Exercise details.
Give back the full data, unchanged and complete.

========================================

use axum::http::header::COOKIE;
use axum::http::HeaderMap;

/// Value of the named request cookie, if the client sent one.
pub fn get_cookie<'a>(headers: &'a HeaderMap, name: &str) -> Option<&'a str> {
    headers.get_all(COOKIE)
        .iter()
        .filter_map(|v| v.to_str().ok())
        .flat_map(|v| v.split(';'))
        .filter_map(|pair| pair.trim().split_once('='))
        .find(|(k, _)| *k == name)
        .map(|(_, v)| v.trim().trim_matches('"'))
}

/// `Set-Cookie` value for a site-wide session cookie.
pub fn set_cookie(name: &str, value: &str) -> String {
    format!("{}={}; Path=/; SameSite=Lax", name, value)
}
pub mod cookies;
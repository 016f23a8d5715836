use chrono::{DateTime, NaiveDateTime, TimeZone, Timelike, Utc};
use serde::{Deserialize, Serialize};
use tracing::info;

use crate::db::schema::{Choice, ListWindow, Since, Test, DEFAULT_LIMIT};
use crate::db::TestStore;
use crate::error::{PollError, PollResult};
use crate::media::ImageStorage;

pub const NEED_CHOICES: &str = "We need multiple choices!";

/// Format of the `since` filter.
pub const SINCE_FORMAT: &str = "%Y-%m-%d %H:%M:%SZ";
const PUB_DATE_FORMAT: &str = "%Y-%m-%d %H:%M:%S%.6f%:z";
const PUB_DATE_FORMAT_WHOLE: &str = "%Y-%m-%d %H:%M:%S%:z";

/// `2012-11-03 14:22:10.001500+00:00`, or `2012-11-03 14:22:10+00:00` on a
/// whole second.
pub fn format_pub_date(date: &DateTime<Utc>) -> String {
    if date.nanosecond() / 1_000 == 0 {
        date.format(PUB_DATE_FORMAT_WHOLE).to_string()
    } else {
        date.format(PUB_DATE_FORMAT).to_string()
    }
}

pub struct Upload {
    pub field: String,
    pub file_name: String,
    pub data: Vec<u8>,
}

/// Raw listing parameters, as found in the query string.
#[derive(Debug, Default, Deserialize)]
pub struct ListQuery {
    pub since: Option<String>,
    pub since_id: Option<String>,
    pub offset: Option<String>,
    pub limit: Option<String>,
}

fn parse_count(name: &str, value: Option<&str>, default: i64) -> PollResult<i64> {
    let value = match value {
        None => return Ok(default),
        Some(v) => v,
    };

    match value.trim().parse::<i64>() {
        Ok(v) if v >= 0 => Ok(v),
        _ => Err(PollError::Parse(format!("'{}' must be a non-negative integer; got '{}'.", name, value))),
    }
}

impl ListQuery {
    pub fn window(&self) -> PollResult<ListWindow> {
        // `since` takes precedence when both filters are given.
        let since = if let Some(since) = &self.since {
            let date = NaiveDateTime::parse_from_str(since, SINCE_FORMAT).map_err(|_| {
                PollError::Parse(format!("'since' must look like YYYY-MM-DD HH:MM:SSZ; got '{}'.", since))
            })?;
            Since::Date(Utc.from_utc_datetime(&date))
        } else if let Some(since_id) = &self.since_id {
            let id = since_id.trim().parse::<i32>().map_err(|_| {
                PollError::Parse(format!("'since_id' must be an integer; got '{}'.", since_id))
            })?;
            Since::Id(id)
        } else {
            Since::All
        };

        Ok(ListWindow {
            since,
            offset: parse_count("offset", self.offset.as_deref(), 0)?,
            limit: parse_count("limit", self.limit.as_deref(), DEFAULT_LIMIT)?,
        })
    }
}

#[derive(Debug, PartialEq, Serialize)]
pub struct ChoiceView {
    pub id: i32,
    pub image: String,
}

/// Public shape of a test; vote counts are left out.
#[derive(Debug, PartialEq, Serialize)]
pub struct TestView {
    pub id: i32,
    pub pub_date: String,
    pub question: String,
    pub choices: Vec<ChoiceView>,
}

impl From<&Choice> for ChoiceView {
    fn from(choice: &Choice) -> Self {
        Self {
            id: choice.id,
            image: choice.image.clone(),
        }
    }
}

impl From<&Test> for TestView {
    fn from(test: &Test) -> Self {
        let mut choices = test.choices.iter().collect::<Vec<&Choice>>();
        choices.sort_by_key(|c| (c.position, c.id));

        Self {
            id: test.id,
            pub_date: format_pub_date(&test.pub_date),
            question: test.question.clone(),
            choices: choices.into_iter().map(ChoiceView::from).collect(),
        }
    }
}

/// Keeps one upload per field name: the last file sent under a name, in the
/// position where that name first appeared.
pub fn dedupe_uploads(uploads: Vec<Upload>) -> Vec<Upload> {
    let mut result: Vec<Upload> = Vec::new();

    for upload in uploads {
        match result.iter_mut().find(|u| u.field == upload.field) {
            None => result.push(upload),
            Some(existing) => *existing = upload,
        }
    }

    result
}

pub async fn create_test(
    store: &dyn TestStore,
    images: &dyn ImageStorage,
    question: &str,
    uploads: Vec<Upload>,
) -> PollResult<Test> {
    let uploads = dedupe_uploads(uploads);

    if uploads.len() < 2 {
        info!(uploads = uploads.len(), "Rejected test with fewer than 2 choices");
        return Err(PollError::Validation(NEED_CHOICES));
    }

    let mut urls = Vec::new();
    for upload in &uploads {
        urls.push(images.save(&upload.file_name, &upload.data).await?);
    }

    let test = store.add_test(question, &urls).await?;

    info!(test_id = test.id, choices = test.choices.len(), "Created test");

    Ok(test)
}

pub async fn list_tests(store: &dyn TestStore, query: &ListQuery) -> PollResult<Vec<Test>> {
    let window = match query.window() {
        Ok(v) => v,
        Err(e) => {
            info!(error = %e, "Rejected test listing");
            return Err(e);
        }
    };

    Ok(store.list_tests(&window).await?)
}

========================================

Exercise answer.
use axum::http::header::COOKIE;
use axum::http::HeaderMap;

/// Value of the named request cookie, if the client sent one.
pub fn get_cookie<'a>(headers: &'a HeaderMap, name: &str) -> Option<&'a str> {
    headers.get_all(COOKIE)
        .iter()
        .filter_map(|v| v.to_str().ok())
        .flat_map(|v| v.split(';'))
        .filter_map(|pair| pair.trim().split_once('='))
        .find(|(k, _)| *k == name)
        .map(|(_, v)| v.trim().trim_matches('"'))
}

/// `Set-Cookie` value for a site-wide session cookie.
pub fn set_cookie(name: &str, value: &str) -> String {
    format!("{}={}; Path=/; SameSite=Lax", name, value)
}
pub mod cookies;
repository 016f23a8d5715836
use chrono::{DateTime, NaiveDateTime, TimeZone, Timelike, Utc};
use serde::{Deserialize, Serialize};
use tracing::info;

use crate::db::schema::{Choice, ListWindow, Since, Test, DEFAULT_LIMIT};
use crate::db::TestStore;
use crate::error::{PollError, PollResult};
use crate::media::ImageStorage;

pub const NEED_CHOICES: &str = "We need multiple choices!";

/// Format of the `since` filter.
pub const SINCE_FORMAT: &str = "%Y-%m-%d %H:%M:%SZ";
const PUB_DATE_FORMAT: &str = "%Y-%m-%d %H:%M:%S%.6f%:z";
const PUB_DATE_FORMAT_WHOLE: &str = "%Y-%m-%d %H:%M:%S%:z";

/// `2012-11-03 14:22:10.001500+00:00`, or `2012-11-03 14:22:10+00:00` on a
/// whole second.
pub fn format_pub_date(date: &DateTime<Utc>) -> String {
    if date.nanosecond() / 1_000 == 0 {
        date.format(PUB_DATE_FORMAT_WHOLE).to_string()
    } else {
        date.format(PUB_DATE_FORMAT).to_string()
    }
}

pub struct Upload {
    pub field: String,
    pub file_name: String,
    pub data: Vec<u8>,
}

/// Raw listing parameters, as found in the query string.
#[derive(Debug, Default, Deserialize)]
pub struct ListQuery {
    pub since: Option<String>,
    pub since_id: Option<String>,
    pub offset: Option<String>,
    pub limit: Option<String>,
}

fn parse_count(name: &str, value: Option<&str>, default: i64) -> PollResult<i64> {
    let value = match value {
        None => return Ok(default),
        Some(v) => v,
    };

    match value.trim().parse::<i64>() {
        Ok(v) if v >= 0 => Ok(v),
        _ => Err(PollError::Parse(format!("'{}' must be a non-negative integer; got '{}'.", name, value))),
    }
}

impl ListQuery {
    pub fn window(&self) -> PollResult<ListWindow> {
        // `since` takes precedence when both filters are given.
        let since = if let Some(since) = &self.since {
            let date = NaiveDateTime::parse_from_str(since, SINCE_FORMAT).map_err(|_| {
                PollError::Parse(format!("'since' must look like YYYY-MM-DD HH:MM:SSZ; got '{}'.", since))
            })?;
            Since::Date(Utc.from_utc_datetime(&date))
        } else if let Some(since_id) = &self.since_id {
            let id = since_id.trim().parse::<i32>().map_err(|_| {
                PollError::Parse(format!("'since_id' must be an integer; got '{}'.", since_id))
            })?;
            Since::Id(id)
        } else {
            Since::All
        };

        Ok(ListWindow {
            since,
            offset: parse_count("offset", self.offset.as_deref(), 0)?,
            limit: parse_count("limit", self.limit.as_deref(), DEFAULT_LIMIT)?,
        })
    }
}

#[derive(Debug, PartialEq, Serialize)]
pub struct ChoiceView {
    pub id: i32,
    pub image: String,
}

/// Public shape of a test; vote counts are left out.
#[derive(Debug, PartialEq, Serialize)]
pub struct TestView {
    pub id: i32,
    pub pub_date: String,
    pub question: String,
    pub choices: Vec<ChoiceView>,
}

impl From<&Choice> for ChoiceView {
    fn from(choice: &Choice) -> Self {
        Self {
            id: choice.id,
            image: choice.image.clone(),
        }
    }
}

impl From<&Test> for TestView {
    fn from(test: &Test) -> Self {
        let mut choices = test.choices.iter().collect::<Vec<&Choice>>();
        choices.sort_by_key(|c| (c.position, c.id));

        Self {
            id: test.id,
            pub_date: format_pub_date(&test.pub_date),
            question: test.question.clone(),
            choices: choices.into_iter().map(ChoiceView::from).collect(),
        }
    }
}

/// Keeps one upload per field name: the last file sent under a name, in the
/// position where that name first appeared.
pub fn dedupe_uploads(uploads: Vec<Upload>) -> Vec<Upload> {
    let mut result: Vec<Upload> = Vec::new();

    for upload in uploads {
        match result.iter_mut().find(|u| u.field == upload.field) {
            None => result.push(upload),
            Some(existing) => *existing = upload,
        }
    }

    result
}

pub async fn create_test(
    store: &dyn TestStore,
    images: &dyn ImageStorage,
    question: &str,
    uploads: Vec<Upload>,
) -> PollResult<Test> {
    let uploads = dedupe_uploads(uploads);

    if uploads.len() < 2 {
        info!(uploads = uploads.len(), "Rejected test with fewer than 2 choices");
        return Err(PollError::Validation(NEED_CHOICES));
    }

    let mut urls = Vec::new();
    for upload in &uploads {
        urls.push(images.save(&upload.file_name, &upload.data).await?);
    }

    let test = store.add_test(question, &urls).await?;

    info!(test_id = test.id, choices = test.choices.len(), "Created test");

    Ok(test)
}

pub async fn list_tests(store: &dyn TestStore, query: &ListQuery) -> PollResult<Vec<Test>> {
    let window = match query.window() {
        Ok(v) => v,
        Err(e) => {
            info!(error = %e, "Rejected test listing");
            return Err(e);
        }
    };

    Ok(store.list_tests(&window).await?)
}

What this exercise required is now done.